*** AVAILABLE RECORDS ***
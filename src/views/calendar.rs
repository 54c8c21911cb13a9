//! All-day calendar events derived from homework and remarks.

use chrono::{Days, NaiveDate};
use serde::Serialize;
use tracing::debug;

use crate::models::Snapshot;
use crate::scraper::cleaner::{due_date, first_date};

#[derive(Debug, Clone, PartialEq, Eq, Serialize)]
pub struct CalendarEvent {
    pub summary: String,
    pub description: String,
    pub start: NaiveDate,
    /// Exclusive end, the day after `start`.
    pub end: NaiveDate,
}

impl CalendarEvent {
    fn all_day(day: NaiveDate, summary: String, description: String) -> Self {
        Self {
            summary,
            description,
            start: day,
            end: day.checked_add_days(Days::new(1)).unwrap_or(day),
        }
    }

    /// True if the event overlaps `[start, end)`.
    pub fn overlaps(&self, start: NaiveDate, end: NaiveDate) -> bool {
        !(self.end <= start || self.start >= end)
    }
}

/// One event per homework entry, on the latest date in its `Datum` field
/// ("16.09.2025 zum 18.09.2025" is due on the 18th).
pub fn homework_events(snapshot: &Snapshot) -> Vec<CalendarEvent> {
    let events: Vec<CalendarEvent> = snapshot
        .homework_entries()
        .filter_map(|hw| {
            let Some(due) = due_date(hw.date_text) else {
                debug!("Homework without date: {:?} ({})", hw.date_text, hw.subject);
                return None;
            };
            let summary = format!("{}: {}", hw.subject, hw.task)
                .trim_matches(|c| c == ':' || c == ' ')
                .to_string();
            Some(CalendarEvent::all_day(due, summary, hw.task.to_string()))
        })
        .collect();
    debug!("Built {} homework events", events.len());
    events
}

/// One event per remark, on the first date in its `Datum` field.
pub fn remark_events(snapshot: &Snapshot) -> Vec<CalendarEvent> {
    let events: Vec<CalendarEvent> = snapshot
        .remark_entries()
        .filter_map(|rm| {
            let Some(day) = first_date(rm.date_text) else {
                debug!("Remark without date: {:?} ({})", rm.date_text, rm.kind);
                return None;
            };
            let summary = if rm.period.is_empty() {
                rm.kind.trim().to_string()
            } else {
                format!("{} (Stunde {})", rm.kind, rm.period).trim().to_string()
            };
            let description = if rm.text.is_empty() {
                "Bemerkung".to_string()
            } else {
                rm.text.to_string()
            };
            Some(CalendarEvent::all_day(day, summary, description))
        })
        .collect();
    debug!("Built {} remark events", events.len());
    events
}

/// Events overlapping `[start, end)`.
pub fn events_in_range(events: &[CalendarEvent], start: NaiveDate, end: NaiveDate) -> Vec<CalendarEvent> {
    events
        .iter()
        .filter(|ev| ev.overlaps(start, end))
        .cloned()
        .collect()
}

/// The earliest event starting today or later; ties go to the smaller summary.
pub fn next_event(events: &[CalendarEvent], today: NaiveDate) -> Option<&CalendarEvent> {
    events
        .iter()
        .filter(|ev| ev.start >= today)
        .min_by(|a, b| (a.start, &a.summary).cmp(&(b.start, &b.summary)))
}
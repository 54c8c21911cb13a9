use chrono::NaiveDate;
use regex::Regex;
use std::sync::LazyLock;
use tracing::trace;

static DMY_RE: LazyLock<Regex> = LazyLock::new(|| {
    Regex::new(r"\b(\d{1,2})\.(\d{1,2})\.(\d{4})\b").expect("valid date regex")
});

// ── Text ──────────────────────────────────────────────────────────────────────

/// Collapse every whitespace run to one space and trim.
/// "  Mathe \n  matik " → "Mathe matik"
pub fn normalize_ws(s: &str) -> String {
    s.split_whitespace().collect::<Vec<_>>().join(" ")
}

// ── Dated text ────────────────────────────────────────────────────────────────

/// All `dd.mm.yyyy` dates in order of appearance. Impossible dates
/// ("31.02.2025") are skipped.
pub fn extract_dates(s: &str) -> Vec<NaiveDate> {
    DMY_RE
        .captures_iter(s)
        .filter_map(|caps| {
            let day: u32 = caps[1].parse().ok()?;
            let month: u32 = caps[2].parse().ok()?;
            let year: i32 = caps[3].parse().ok()?;
            let date = NaiveDate::from_ymd_opt(year, month, day);
            if date.is_none() {
                trace!("Skipping invalid date {}", &caps[0]);
            }
            date
        })
        .collect()
}

/// Due date of a homework field: the latest date mentioned.
/// "16.09.2025 zum 18.09.2025" → 2025-09-18
pub fn due_date(s: &str) -> Option<NaiveDate> {
    extract_dates(s).into_iter().max()
}

/// First date mentioned, used for single-day remarks.
pub fn first_date(s: &str) -> Option<NaiveDate> {
    extract_dates(s).into_iter().next()
}

// ── Grade marks ───────────────────────────────────────────────────────────────

/// Only a literal single digit 1–6 counts as a grade. "2+", "-", "n.b." → None
pub fn parse_grade_mark(s: &str) -> Option<u8> {
    match s.trim().as_bytes() {
        [d @ b'1'..=b'6'] => Some(d - b'0'),
        _ => None,
    }
}
use crate::models::Snapshot;
use anyhow::{Context, Result};
use std::fs;
use std::path::{Path, PathBuf};
use tracing::{debug, info};

pub const LAST_HTML: &str = "last.html";
pub const LAST_JSON: &str = "last.json";

// ── Snapshot store ────────────────────────────────────────────────────────────

/// Last raw page and last parsed snapshot of one account, under
/// `<root>/<account>/`.
pub struct SnapshotStore {
    dir: PathBuf,
}

impl SnapshotStore {
    pub fn open(root: &Path, account: &str) -> Result<Self> {
        let dir = root.join(sanitize_account(account));
        fs::create_dir_all(&dir)
            .with_context(|| format!("Could not create dir {:?}", dir))?;
        Ok(Self { dir })
    }

    pub fn dir(&self) -> &Path {
        &self.dir
    }

    pub fn save_html(&self, html: &str) -> Result<()> {
        let path = self.dir.join(LAST_HTML);
        write_atomic(&path, html.as_bytes())?;
        debug!("Wrote {} bytes to {:?}", html.len(), path);
        Ok(())
    }

    pub fn save_snapshot(&self, snapshot: &Snapshot) -> Result<()> {
        let path = self.dir.join(LAST_JSON);
        let json = serde_json::to_vec_pretty(snapshot).context("Serialising snapshot failed")?;
        write_atomic(&path, &json)?;
        debug!("Wrote snapshot to {:?}", path);
        Ok(())
    }

    pub fn load_html(&self) -> Result<Option<String>> {
        let path = self.dir.join(LAST_HTML);
        if !path.exists() {
            return Ok(None);
        }
        let html = fs::read_to_string(&path).with_context(|| format!("Failed to read {:?}", path))?;
        Ok(Some(html))
    }

    /// Last stored snapshot, used to know the subjects before the first
    /// live refresh has completed.
    pub fn load_snapshot(&self) -> Result<Option<Snapshot>> {
        let path = self.dir.join(LAST_JSON);
        if !path.exists() {
            return Ok(None);
        }
        let bytes = fs::read(&path).with_context(|| format!("Failed to read {:?}", path))?;
        let snapshot: Snapshot = serde_json::from_slice(&bytes)
            .with_context(|| format!("Invalid snapshot JSON in {:?}", path))?;
        info!("Loaded stored snapshot with {} subjects from {:?}", snapshot.grades.len(), path);
        Ok(Some(snapshot))
    }
}

/// Keep account names usable as a single directory component.
pub(crate) fn sanitize_account(account: &str) -> String {
    let cleaned: String = account
        .trim()
        .chars()
        .map(|c| if c.is_alphanumeric() || c == '-' || c == '_' { c } else { '_' })
        .collect();
    if cleaned.is_empty() { "default".to_string() } else { cleaned }
}

fn write_atomic(path: &Path, bytes: &[u8]) -> Result<()> {
    let tmp = path.with_extension("tmp");
    fs::write(&tmp, bytes).with_context(|| format!("Failed to write {:?}", tmp))?;
    fs::rename(&tmp, path).with_context(|| format!("Failed to move {:?} into place", tmp))?;
    Ok(())
}
use thiserror::Error;

/// Failures of one account's refresh cycle.
///
/// `Http`, `Transport` and `InvalidUrl` form the connectivity class: retrying
/// later may help. `Authentication` means the credentials were rejected or the
/// session never activated. `SessionExpired` and `NotAuthenticated` mean the
/// caller has to run a fresh login before fetching again.
#[derive(Debug, Error)]
pub enum PortalError {
    #[error("{stage}: unexpected HTTP status {status}")]
    Http {
        stage: &'static str,
        status: u16,
        snippet: String,
    },

    #[error("request failed: {0}")]
    Transport(#[from] reqwest::Error),

    #[error("invalid portal URL: {0}")]
    InvalidUrl(#[from] url::ParseError),

    #[error("authentication failed: {0}")]
    Authentication(String),

    #[error("session expired: portal answered with its login form")]
    SessionExpired,

    #[error("session is not authenticated")]
    NotAuthenticated,
}

impl PortalError {
    pub fn is_connectivity(&self) -> bool {
        matches!(
            self,
            PortalError::Http { .. } | PortalError::Transport(_) | PortalError::InvalidUrl(_)
        )
    }

    /// True when only a fresh `establish()` can recover the session.
    pub fn needs_reauth(&self) -> bool {
        matches!(
            self,
            PortalError::SessionExpired | PortalError::NotAuthenticated
        )
    }

    pub fn is_auth_rejection(&self) -> bool {
        matches!(self, PortalError::Authentication(_))
    }
}

/// Soft parse problems. Never fatal; the affected item is skipped or falls
/// back to a sentinel and parsing continues.
#[derive(Debug, Clone, PartialEq, Eq, Error)]
pub enum ParseAmbiguity {
    #[error("table #{index} has no rows")]
    EmptyTable { index: usize },

    #[error("table #{index} not recognised (headers: {headers:?})")]
    UnrecognizedTable { index: usize, headers: Vec<String> },

    #[error("no subject heading found for grade table #{index}")]
    UnresolvedSubject { index: usize },
}
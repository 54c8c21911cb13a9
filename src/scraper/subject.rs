//! Subject resolution for grade tables.
//!
//! Grade tables carry no subject attribute; the subject is the nearest
//! heading before the table, or failing that the first heading inside one of
//! its ancestor containers.

use scraper::{ElementRef, Selector};
use std::sync::LazyLock;

use super::cleaner::normalize_ws;

/// Label used when no heading could be found near a grade table.
pub const UNKNOWN_SUBJECT: &str = "unbekannt";

/// Key used when a label has no ASCII alphanumerics at all.
pub const FALLBACK_KEY: &str = "fach";

const SIBLING_HOPS: usize = 6;
const ANCESTOR_HOPS: usize = 4;
const HEADING_TAGS: [&str; 4] = ["h1", "h2", "h3", "strong"];

static HEADING_SEL: LazyLock<Selector> =
    LazyLock::new(|| Selector::parse("h1, h2, h3, strong").expect("valid heading selector"));

/// Known subject names and their short keys.
pub const SUBJECT_KEYS: &[(&str, &str)] = &[
    ("deutsch", "de"),
    ("mathematik", "ma"),
    ("englisch", "en"),
    ("biologie", "bio"),
    ("chemie", "ch"),
    ("physik", "ph"),
    ("geschichte", "ge"),
    ("erdkunde", "ek"),
    ("sport", "sp"),
    ("musik", "mu"),
    ("kunst", "ku"),
    ("informatik", "inf"),
    ("französisch", "fr"),
    ("latein", "la"),
];

/// Reduce a subject label to its stable short key.
///
/// Known names hit the dictionary; anything else becomes the first three
/// ASCII alphanumerics of the lowercased label. Two different unknown
/// subjects can collide on the same slug; nothing disambiguates them.
pub fn subject_key(label: &str) -> String {
    let lowered = label.trim().to_lowercase();
    if let Some((_, key)) = SUBJECT_KEYS.iter().find(|(name, _)| *name == lowered) {
        return key.to_string();
    }
    let slug: String = lowered
        .chars()
        .filter(|c| c.is_ascii_lowercase() || c.is_ascii_digit())
        .take(3)
        .collect();
    if slug.is_empty() {
        FALLBACK_KEY.to_string()
    } else {
        slug
    }
}

fn is_heading(el: &ElementRef) -> bool {
    HEADING_TAGS.contains(&el.value().name())
}

fn heading_text(el: ElementRef) -> Option<String> {
    let text = normalize_ws(&el.text().collect::<String>());
    (!text.is_empty()).then_some(text)
}

/// Find the heading text labelling `table`, if any.
///
/// Walks up to six preceding element siblings, then up to four ancestors,
/// searching each ancestor's subtree for its first heading.
pub fn find_subject_label(table: ElementRef) -> Option<String> {
    let preceding = table
        .prev_siblings()
        .filter_map(ElementRef::wrap)
        .take(SIBLING_HOPS);
    for sibling in preceding {
        if is_heading(&sibling) {
            if let Some(text) = heading_text(sibling) {
                return Some(text);
            }
        }
    }

    let ancestors = table
        .ancestors()
        .map_while(ElementRef::wrap)
        .take(ANCESTOR_HOPS);
    for ancestor in ancestors {
        if let Some(text) = ancestor.select(&HEADING_SEL).next().and_then(heading_text) {
            return Some(text);
        }
    }

    None
}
*** End of AVAILABLE RECORDS ***
_DIRECTIONS FOR THIS TASK:_ Search the entries for the word "when" and gather every line where it appears.

_RESULT OF THE EXERCISE:_
    /// True when only a fresh `establish()` can recover the session.
/// Label used when no heading could be found near a grade table.
/// Key used when a label has no ASCII alphanumerics at all.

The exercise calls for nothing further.